Wednesday, 2 March 2016

MEA dan Tantangan Industri Pangan Lokal

Pasar tunggal Masyarakat Ekonomi ASEAN (MEA) telah diberlakukan sejak Januari 2016. Pasar pangan olahan di kawasan Asia Tenggara akan kian terbuka. Pelaku industri pangan lokal menghadapi tantangan berat.
Jika tidak ingin produknya kalah bersaing dengan produk pangan yang sama dari negara-negara anggota ASEAN lainnya, pelaku industri pangan lokal harus mempersiapkan diri lebih serius. Dengan jumlah penduduk sekitar 250 juta jiwa—terbanyak di kawasan Asia Tenggara, Indonesiamenjadipasarpanganyang menggiurkan.

Lantas, apakah pelaku industri pangan lokal siap menghadapi pasar tunggal MEA? Bagaimana peran perguruan tinggi membantu mengatrol mutu produk pangan lokal? Dua pertanyaan ini amat penting dikemukakan mengingat selama ini persyaratan mutu yang terlampau ketat mengakibatkan inovasi produk pangan lokal seringkali kalah dengan produk luar negeri. Akhirnya, opsi pangan impor pun diambil.

Kesiapan Mutu

Indonesia diharapkan berperan penting dalam membangun integrasi rantai produksi pangan baru di kawasan ASEAN. Selama ini kita hanya dikenal sebagai pemasok bahan mentah dan menjadi pasar produk pangan negara-negara maju. Indonesia harus bangkit untuk menjadi basis produksi pangan dunia.

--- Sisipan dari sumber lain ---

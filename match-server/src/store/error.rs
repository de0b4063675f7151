//! Store error types.

use std::path::PathBuf;

/// Errors from the query gateway.
#[derive(Debug, thiserror::Error)]
pub enum StoreError {
    /// Reading seed data from disk failed.
    #[error("failed to read {path}: {source}")]
    Io {
        path: PathBuf,
        #[source]
        source: std::io::Error,
    },

    /// Seed data could not be parsed.
    #[error("failed to parse {path}: {source}")]
    Parse {
        path: PathBuf,
        #[source]
        source: serde_json::Error,
    },

    /// Seed data violates a table constraint.
    #[error("invalid seed data: {0}")]
    InvalidSeed(String),
}

#[cfg(test)]
mod tests {
    use super::*;

    #[test]
    fn error_display() {
        let err = StoreError::InvalidSeed("duplicate user 3".into());
        assert_eq!(err.to_string(), "invalid seed data: duplicate user 3");

        let err = StoreError::Io {
            path: PathBuf::from("seed.json"),
            source: std::io::Error::new(std::io::ErrorKind::NotFound, "no such file"),
        };
        assert!(err.to_string().starts_with("failed to read seed.json"));
    }
}
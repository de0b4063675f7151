use std::process::ExitCode;
use std::sync::Arc;

use tracing::{error, info};
use tracing_subscriber::EnvFilter;

use match_server::config::ServerConfig;
use match_server::engine::Engine;
use match_server::store::{MemoryStore, Seed};
use match_server::web::{AppState, create_router};

#[tokio::main]
async fn main() -> ExitCode {
    tracing_subscriber::fmt()
        .with_env_filter(
            EnvFilter::try_from_default_env()
                .unwrap_or_else(|_| EnvFilter::new("match_server=info,tower_http=info")),
        )
        .init();

    match run().await {
        Ok(()) => ExitCode::SUCCESS,
        Err(e) => {
            error!("{e}");
            ExitCode::FAILURE
        }
    }
}

async fn run() -> Result<(), Box<dyn std::error::Error>> {
    let config = ServerConfig::from_env()?;

    let store = match &config.seed_file {
        Some(path) => {
            let seed = Seed::load(path)?;
            info!(
                path = %path.display(),
                users = seed.users.len(),
                journeys = seed.journeys.len(),
                requests = seed.requests.len(),
                "loaded seed data"
            );
            MemoryStore::from_seed(seed)?
        }
        None => {
            info!("no seed file configured, starting with an empty store");
            MemoryStore::new()
        }
    };

    let engine = Engine::new(Arc::new(store), config.matching.clone(), &config.cache);
    let app = create_router(AppState::new(engine));

    let listener = tokio::net::TcpListener::bind(config.addr).await?;
    info!(addr = %config.addr, "journey matching server listening");
    info!("  GET    /health");
    info!("  GET    /journeys/:id/matches");
    info!("  POST   /journeys/:id/requests");
    info!("  GET    /requests/:id");
    info!("  DELETE /requests/:id");
    info!("  POST   /requests/:id/response");
    info!("  GET    /inbox, /outbox");

    axum::serve(listener, app).await?;
    Ok(())
}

Permintaan pangan yang meningkat seiring pertumbuhan jumlah penduduk patut diimbangi dengan kesiapan mutu produk olahan pangan lokal. Penguatan industri pangan lokal di tengah kian terbukanya pasar bebas menghadapi persoalan yang sangat serius. Urusan pangan yang seharusnya mendapat kontrol negara secara penuh, seperti amanat UU Nomor 18 Tahun 2012 tentang Pangan, kini diserahkan kepada mekanisme dan kebuasan pasar.

Kemandirian pangan nasional semakin rapuh karena pangan akan dikuasai korporasi kapitalistik yang makin liberal. Saat ini saja kebutuhan pangan nasional 70% bergantung dari impor dengan jumlah rupiah yang dibelanjakan setiap tahun tidak kurang dari Rp300 triliun. Penilaian masyarakat terhadap perjalanan panjang pembangunan industri pangan lokal pada umumnya disebut tumbuh alamiah di tengah menumpuknya berbagai masalah yang menghadang.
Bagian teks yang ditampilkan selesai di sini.